Par ailleurs, la publication au cours de l'été des critères généraux de gestion du Fonds d'appui au rayonnement des régions a suscité aussi son lot de mécontentement chez les mairesses, maires, préfètes et préfets. De nombreuses règles limitent l'utilisation du FARR, en particulier dans le cas des ententes sectorielles où la part du FARR ne peut dépasser 50 % du financement d'un projet.

De plus, le fait que le Fonds de développement des territoires ou toutes autres sommes provenant de la municipalité ou de la MRC soient considérés comme de l'argent public lorsque le bénéficiaire du FARR n'est pas une entité municipale, complexifie à outrance le montage financier des projets qui seront sélectionnés. Et les membres de la FQM réclament toujours que le FARR soit constitué comme un véritable fonds.

«Pourquoi les villes de Québec et de Montréal ont-elles droit à la création d'un Fonds autonome alors que les régions doivent se contenter d'un programme qui verra les sommes non utilisées disparaître chaque année?», demande le président de la FQM. «On veut que le programme devienne récurrent», renchérit le maire de Saint-Prosper-de-Champlain et administrateur de la FQM, Michel Grosleau.

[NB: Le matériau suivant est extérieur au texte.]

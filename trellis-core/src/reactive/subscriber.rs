//! Subscriber types for the reactive system.
//!
//! A Subscriber is a callback attached to a state cell. It is invoked with
//! the freshly committed value every time the cell folds its pending updates.

use std::fmt;
use std::sync::atomic::{AtomicU64, Ordering};
use std::sync::Arc;

/// Unique identifier for a subscriber.
///
/// Each subscriber gets a unique ID when created so that it can later be
/// removed from the cell it was attached to.
#[derive(Debug, Clone, Copy, PartialEq, Eq, Hash)]
pub struct SubscriberId(u64);

impl SubscriberId {
    /// Generate a new unique subscriber ID.
    ///
    /// Uses an atomic counter to ensure uniqueness across threads.
    pub fn new() -> Self {
        static COUNTER: AtomicU64 = AtomicU64::new(0);
        Self(COUNTER.fetch_add(1, Ordering::Relaxed))
    }
}

impl Default for SubscriberId {
    fn default() -> Self {
        Self::new()
    }
}

/// A change listener for values of type `T`.
pub struct Subscriber<T> {
    id: SubscriberId,
    notify: Arc<dyn Fn(&T) + Send + Sync>,
}

impl<T> Subscriber<T> {
    /// Create a new subscriber with the given notification callback.
    pub fn new<F>(id: SubscriberId, notify: F) -> Self
    where
        F: Fn(&T) + Send + Sync + 'static,
    {
        Self {
            id,
            notify: Arc::new(notify),
        }
    }

    pub fn id(&self) -> SubscriberId {
        self.id
    }

    /// Notify the subscriber of a newly committed value.
    pub fn notify(&self, value: &T) {
        (self.notify)(value);
    }
}

impl<T> Clone for Subscriber<T> {
    fn clone(&self) -> Self {
        Self {
            id: self.id,
            notify: Arc::clone(&self.notify),
        }
    }
}

impl<T> fmt::Debug for Subscriber<T> {
    fn fmt(&self, f: &mut fmt::Formatter<'_>) -> fmt::Result {
        f.debug_struct("Subscriber").field("id", &self.id).finish()
    }
}
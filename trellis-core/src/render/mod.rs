//! Rendering Pipeline
//!
//! The output side of a root: the patch protocol a render pass produces,
//! the [`Renderer`] trait that receives it, and an in-memory renderer.
//!
//! A pass never touches host output directly. The reconciler records
//! patches; the root hands them to its renderer as one batch at commit
//! time, then calls `present` once layout effects have run.

mod host_tree;
mod patch;
mod renderer;

pub use host_tree::HostTree;
pub use patch::{Parent, Patch, PatchBatch};
pub use renderer::{NullRenderer, RecordingRenderer, Renderer};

«Si le gouvernement ne voulait pas que les MRC utilisent les montants du FARR, il ne s'y serait pas pris autrement. Ce programme est tellement rendu restrictif qu'il sera très difficile de réussir à réaliser les projets pour le 31 mars, surtout avec les élections municipales qui auront lieu au mois de novembre. Pourtant, lorsque nous avons rencontré le premier ministre au printemps lors de la Table Québec-Municipalités, il nous a assuré que le FARR aurait la flexibilité nécessaire pour que les MRC puissent réaliser leur projet. Il faut que ceux qui définissent les critères refassent leur travail », avait déjà laissé entendre M. Lehoux.

La FQM a également fait connaître son opinion sur le projet de loi no 62 relatif à la neutralité religieuse de l'État. «Si cette loi est adoptée, il faudra qu'elle s'applique à l'ensemble des municipalités. Il ne peut y avoir deux classes de citoyens, ceux des grandes villes et ceux des plus petites municipalités», soutient-il.

En ce qui concerne le gaz de schiste, la FQM réclame toujours l'imposition d'un moratoire de cinq ans sur la fracturation hydraulique. «L'exploration gazière et pétrolière suscite beaucoup d'inquiétudes chez nos citoyens et chez nos élus municipaux, et ce, avec raison. La protection des sources d'eau potable est un souci constant, particulièrement celles en région éloignée où l'approvisionnement provient souvent de puits artésiens», avait déjà affirmé M. Lehoux.

Outre la question du bois d'oeuvre, l'accès à Internet haute vitesse en région éloignée figure parmi les préoccupations de la Fédération. «Le modèle de la MRC de Bécancour est regardé par plusieurs autres MRC», a-t-il admis en conclusion.